Residents from a town in northern England and British environmental campaigners, Friends of the Earth, are appealing to the shareholders of US company Scotts - which is holding it Annual General Meeting in Marysville, Ohio on Tuesday 23 February - to stop their company damaging some of the most precious countryside in Britain. The Mayor of Thorne has also written to the mayor of Marysville asking for help.

Britain's largest lowland raised peatlands [1] are being severely damaged by Scotts in order for the company to sell multi-purpose compost based on peat. The company's major sites in the UK - Thorne Moor, Hatfield Moor, and Wedholme Flow are all recognised for their importance to the UK's wildlife and are officially designated as Sites of Special Scientific Interest indicating that they are among the nation's most important wildlife havens. Thorne and Wedholme are also in part designated as nature reserves by the European Union.Compost forms about 20 per cent of Scotts' business.

Local residents, local authorities, conservationists and politicians have been concerned about extraction of peat from these sites for many years. The Scotts Company - via its UK arm Levingtons - has held on to the sites and is claiming large sums of public money as compensation to stop damaging them.




Matt Phillips of Friends of the Earth England, Wales and Northern Ireland said:
“While shareholders are sitting down to a good lunch to discuss this year's profits,Scotts will be planning another season of environmental damage at Thorne Moor and Wedholme Flow. This company is a World leader in peatland degradation and both local people and conservationists want it to stop damaging Thorne Moor. Its time major corporations such as Scotts woke up to their environmental and social responsibilities”.

The Mayor of Thorne and Moorends, Councillor John Cresswell said:
“As a result of the high level of local interest in Thorne Moors and concern that wildlife and plants should be preserved, I decided to voice the concerns of the Community by writing to Mayor Jo Taulbee of Marysville, Ohio where the Head Office of The Scotts Company is based.

I suggested that not only the wildlife and plants but also jobs could be safeguarded by the switching of the local plant production to sustainable peat free alternative garden products.

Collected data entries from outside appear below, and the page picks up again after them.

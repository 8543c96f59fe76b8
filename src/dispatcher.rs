//! The perception dispatcher: one owned context shared by the ingestion
//! callbacks, the periodic detection cycle and on-demand checks.

use std::sync::Arc;
use std::thread::{self, JoinHandle};
use std::time::{Duration, Instant};
use anyhow::{Context, Result};
use crossbeam_channel::{bounded, select, tick, Receiver};
use parking_lot::Mutex;
use crate::aggregator::DetectionAggregator;
use crate::check_protocol::{CheckForObjects, CheckHandle, CheckTicket};
use crate::common::{
    BoundingBoxes, BvrDetection, BvrImage, ClassBucket, CompiledMessage, DispatchConfig, FusedDetection, SourceCloud,
};
use crate::data::send_channels::publish_channels;
use crate::data::{CheckOutcome, PublishReceivers, SourceId, TimeCalc, CROSS_MARK};
use crate::detection_runners::DetectionEngine;
use crate::fusion::fuse_with_cloud;
use crate::ingestion::{CloudSlots, FrameSlot};
use crate::publisher::ResultPublisher;

/// Summary of one completed detection cycle.
#[derive(Debug, Clone, PartialEq)]
pub struct CycleReport {
    pub frame_seq: u64,
    pub objects: usize,
    /// `(label, count)` for every class seen this cycle.
    pub per_class: Vec<(String, usize)>,
    pub fused_sources: Vec<SourceId>,
    pub published: usize,
    pub elapsed: Duration,
}

/// Engine and aggregator share a lock so infer + aggregate is one step.
struct DetectionContext {
    engine: Box<dyn DetectionEngine>,
    aggregator: DetectionAggregator,
}

/// Immutable result of infer + aggregate, read by fusion and publication
/// after the engine lock is released.
struct Detected {
    frame: Arc<BvrImage>,
    buckets: Vec<ClassBucket>,
    boxes: BoundingBoxes,
}

impl Detected {
    fn detections(&self) -> Vec<BvrDetection> {
        self.buckets
            .iter()
            .flat_map(|bucket| bucket.detections().iter().cloned())
            .collect()
    }
}

#[derive(Debug, Clone, Copy, PartialEq)]
enum CloudUse {
    /// Periodic cycles consume each cloud so it is fused once.
    Take,
    /// On-demand checks leave clouds for the periodic stream.
    Peek,
}

pub struct Dispatcher {
    config: Arc<DispatchConfig>,
    detection: Mutex<DetectionContext>,
    frames: FrameSlot,
    clouds: CloudSlots,
    check: Arc<CheckForObjects>,
    publisher: ResultPublisher,
    last_cycle_seq: Mutex<u64>,
    cycle_time: Mutex<TimeCalc>,
}

impl std::fmt::Debug for Dispatcher {
    fn fmt(&self, f: &mut std::fmt::Formatter<'_>) -> std::fmt::Result {
        f.debug_struct("Dispatcher")
            .field("config", &self.config)
            .field("checking", &self.check.is_active())
            .field("publisher", &self.publisher)
            .finish()
    }
}

impl Dispatcher {
    /// Builds a dispatcher around an already loaded engine, taking class
    /// names from `class_names` or `labels_path`.
    pub fn new<E: DetectionEngine + 'static>(config: DispatchConfig, engine: E) -> Result<(Self, PublishReceivers)> {
        let class_names = config
            .configured_class_names()?
            .with_context(|| format!("{CROSS_MARK} No class names configured"))?;
        Self::with_class_names(config, class_names, engine)
    }

    pub fn with_class_names<E: DetectionEngine + 'static>(
        config: DispatchConfig,
        class_names: Vec<String>,
        engine: E,
    ) -> Result<(Self, PublishReceivers)> {
        config.validate()?;
        if class_names.is_empty() {
            anyhow::bail!("{CROSS_MARK} No class names configured");
        }
        if engine.num_classes() != class_names.len() {
            anyhow::bail!(
                "{CROSS_MARK} Class count mismatch: engine reports {} classes but {} class names are configured",
                engine.num_classes(),
                class_names.len()
            );
        }

        let (senders, receivers) = publish_channels(config.publish_queue_depth);
        let publisher = ResultPublisher::new(senders, config.font_path.as_deref(), config.publish_detection_image)?;

        log::info!("bvr_perception: dispatcher ready | Classes: {}\n{}", class_names.len(), config.summary());

        let dispatcher = Self {
            detection: Mutex::new(DetectionContext {
                engine: Box::new(engine),
                aggregator: DetectionAggregator::new(&class_names),
            }),
            frames: FrameSlot::new(),
            clouds: CloudSlots::new(config.point_cloud_sources),
            check: Arc::new(CheckForObjects::new()),
            publisher,
            last_cycle_seq: Mutex::new(0),
            cycle_time: Mutex::new(TimeCalc::default()),
            config: Arc::new(config),
        };
        Ok((dispatcher, receivers))
    }

    pub fn config(&self) -> &DispatchConfig {
        &self.config
    }

    /// Stores the newest camera frame and returns its sequence number.
    pub fn on_frame(&self, frame: impl Into<BvrImage>) -> u64 {
        self.frames.store(frame.into())
    }

    /// Stores the newest cloud of `source`; false when the source is disabled.
    pub fn on_cloud(&self, source: SourceId, cloud: SourceCloud) -> bool {
        self.clouds.store(source, cloud)
    }

    /// One periodic detection cycle. `Ok(None)` when no frame arrived since
    /// the previous cycle.
    pub fn run_cycle(&self) -> Result<Option<CycleReport>> {
        let start = Instant::now();

        let frame = match self.frames.snapshot() {
            Some(frame) => frame,
            None => return Ok(None),
        };
        {
            let mut last = self.last_cycle_seq.lock();
            if frame.seq <= *last {
                return Ok(None);
            }
            *last = frame.seq;
        }

        let detected = self.detect(frame)?;
        let (fused_sources, published) = self.publish(&detected, CloudUse::Take);

        let elapsed = start.elapsed();
        self.cycle_time.lock().add(elapsed);

        let report = CycleReport {
            frame_seq: detected.frame.seq,
            objects: detected.boxes.len(),
            per_class: detected
                .buckets
                .iter()
                .filter(|bucket| !bucket.is_empty())
                .map(|bucket| (bucket.label().to_string(), bucket.count()))
                .collect(),
            fused_sources,
            published,
            elapsed,
        };
        self.console_output(&report);
        Ok(Some(report))
    }

    fn console_output(&self, report: &CycleReport) {
        if !self.config.enable_console_output {
            log::debug!("bvr_perception: cycle {} | Objects: {} | {:.2?}", report.frame_seq, report.objects, report.elapsed);
            return;
        }
        let classes = report
            .per_class
            .iter()
            .map(|(label, count)| format!("{label}: {count}"))
            .collect::<Vec<_>>()
            .join(", ");
        log::info!(
            "Frame {} | Objects: {} [{}] | Cycle: {:.2?} | Avg: {:.2?}",
            report.frame_seq,
            report.objects,
            classes,
            report.elapsed,
            self.cycle_time.lock().avg()
        );
    }

    /// infer + filter + aggregate under the engine lock, returning a
    /// snapshot of the buckets.
    fn detect(&self, frame: Arc<BvrImage>) -> Result<Detected> {
        let mut context = self.detection.lock();
        let raw = context.engine.infer(&frame)?;
        let raw = self.filter_small(raw, &frame);
        let buckets = context.aggregator.aggregate(raw).to_vec();
        let boxes = context.aggregator.bounding_boxes(&frame);
        drop(context);

        Ok(Detected { frame, buckets, boxes })
    }

    /// Drops boxes narrower or shorter than `min_box_fraction` of the frame.
    fn filter_small(&self, mut raw: Vec<BvrDetection>, frame: &BvrImage) -> Vec<BvrDetection> {
        let fraction = self.config.min_box_fraction;
        if fraction <= 0. {
            return raw;
        }
        let min_w = fraction * frame.img_width as f32;
        let min_h = fraction * frame.img_height as f32;
        let before = raw.len();
        raw.retain(|d| d.bbox.w > min_w && d.bbox.h > min_h);
        if raw.len() < before {
            log::debug!("bvr_perception: dropped {} undersized detections", before - raw.len());
        }
        raw
    }

    fn publish(&self, detected: &Detected, clouds: CloudUse) -> (Vec<SourceId>, usize) {
        let detections = detected.detections();
        let mut fused_sources = Vec::new();
        let mut compiled = Vec::new();

        for source in self.clouds.enabled_sources() {
            let cloud = match clouds {
                CloudUse::Take => self.clouds.take(source),
                CloudUse::Peek => self.clouds.latest(source),
            };
            let Some(cloud) = cloud else {
                continue;
            };
            compiled.push(CompiledMessage {
                source_id: source,
                cloud_seq: cloud.seq,
                bounding_boxes: detected.boxes.clone(),
                detections: fuse_with_cloud(
                    &detections,
                    Some(&*cloud),
                    detected.frame.img_width,
                    detected.frame.img_height,
                ),
            });
            fused_sources.push(source);
        }

        let published = self
            .publisher
            .publish(&detected.frame, &detected.buckets, &detected.boxes, compiled);
        (fused_sources, published)
    }

    /// Runs one on-demand check on the calling thread.
    pub fn check_for_objects(&self) -> CheckOutcome {
        match self.check.try_begin() {
            Some(ticket) => self.run_check(ticket),
            None => {
                log::debug!("bvr_perception: check request rejected, another check is active");
                CheckOutcome::Busy
            }
        }
    }

    /// Starts an on-demand check on its own thread. Busy is decided before
    /// this returns, so the handle of a rejected request resolves at once.
    pub fn request_check(self: &Arc<Self>) -> CheckHandle {
        let (outcome_tx, outcome_rx) = bounded(1);
        let Some(ticket) = self.check.try_begin() else {
            log::debug!("bvr_perception: check request rejected, another check is active");
            let _ = outcome_tx.send(CheckOutcome::Busy);
            return CheckHandle::new(None, Arc::clone(&self.check), outcome_rx);
        };

        let id = ticket.id();
        let dispatcher = Arc::clone(self);
        let worker_tx = outcome_tx.clone();
        let worker = thread::Builder::new()
            .name(format!("bvr-check-{id}"))
            .spawn(move || {
                let outcome = dispatcher.run_check(ticket);
                let _ = worker_tx.send(outcome);
            });

        if let Err(e) = worker {
            log::error!("bvr_perception: failed to spawn check worker: {}", e);
            self.check.abandon(id);
            let _ = outcome_tx.send(CheckOutcome::Aborted(format!("failed to spawn check worker: {e}")));
        }
        CheckHandle::new(Some(id), Arc::clone(&self.check), outcome_rx)
    }

    fn run_check(&self, ticket: CheckTicket) -> CheckOutcome {
        let detected = self
            .frames
            .snapshot()
            .context("no frame received yet")
            .and_then(|frame| self.detect(frame));

        match detected {
            Ok(detected) => {
                let outcome = self.check.finish(ticket, Ok(detected.boxes.clone()));
                if outcome.is_succeeded() {
                    self.publish(&detected, CloudUse::Peek);
                }
                log::debug!("bvr_perception: check finished: {}", outcome.as_str());
                outcome
            }
            Err(e) => {
                log::warn!("bvr_perception: check could not run: {:#}", e);
                self.check.finish(ticket, Err(e))
            }
        }
    }

    /// Cancels the active check, if any.
    pub fn preempt_check(&self) -> bool {
        self.check.preempt()
    }

    pub fn is_checking_for_objects(&self) -> bool {
        self.check.is_active()
    }

    /// Enriches `detections` with the latest cloud of `source`, without
    /// consuming it.
    pub fn fuse(&self, detections: &[BvrDetection], source: SourceId) -> Vec<FusedDetection> {
        let cloud = self.clouds.latest(source);
        let (width, height) = match self.frames.snapshot() {
            Some(frame) if !frame.is_empty() => (frame.img_width, frame.img_height),
            _ => (self.config.frame_width, self.config.frame_height),
        };
        fuse_with_cloud(detections, cloud.as_deref(), width, height)
    }

    pub fn cycle_stats(&self) -> TimeCalc {
        self.cycle_time.lock().clone()
    }

    /// Runs [`run_cycle`](Self::run_cycle) every `cycle_interval_ms` until
    /// `shutdown` receives a message or is dropped.
    pub fn spawn_cycle_driver(self: &Arc<Self>, shutdown: Receiver<()>) -> Result<JoinHandle<()>> {
        let dispatcher = Arc::clone(self);
        let ticker = tick(Duration::from_millis(self.config.cycle_interval_ms));

        let handle = thread::Builder::new()
            .name("bvr-cycle".to_string())
            .spawn(move || {
                log::info!("bvr_perception: cycle driver started");
                loop {
                    select! {
                        recv(shutdown) -> _ => break,
                        recv(ticker) -> _ => {
                            if let Err(e) = dispatcher.run_cycle() {
                                log::error!("bvr_perception: detection cycle failed: {:#}", e);
                            }
                        }
                    }
                }
                log::info!("bvr_perception: cycle driver stopped");
            })
            .context("Failed to spawn cycle driver")?;
        Ok(handle)
    }
}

Unfortunately, I have not yet had a reply”.

Brent Blackwelder, President, Friends of the Earth US said:

"It's absolutely shameful that the Scotts Company is destroying Britain's ancient peatlands. This is tantamount to destroying our precious redwood forests to make garden fertilizer."

NOTES TO EDITORS:
[1] Thorne Moor, Hatfield Moor and Wedholme Flow are in the north of England and are the UK's largest lowland raised peatlands. Such raised bogs are formed by the slow decay of sphagnum mosses over thousands of years, trapping water on flat lowland areas to form quivering domes of waterlogged peatland, rich in wildlife (sometimes they are called 'quaking bogs'). Such peatlands also act as a record of thousands of years of human activity as well as an irreplaceable archive of environmental and ecological change. Bog bodies such as Lindow man have been found in Britain's peatlands. Over 3,000 species of invertebrates as well as wild birds such as the nightjar and plants such as the (insectivorous) round-leaved sundew have been recorded at Thorne alone.

All the sites are (legally) exploited by The Scotts Company through its UK business Levingtons -despite the fact that all the sites are designated as Sites of Special Scientific Interest (SSSIs). SSSI designation is the UK's official wildlife designation reflecting the high value of the sites.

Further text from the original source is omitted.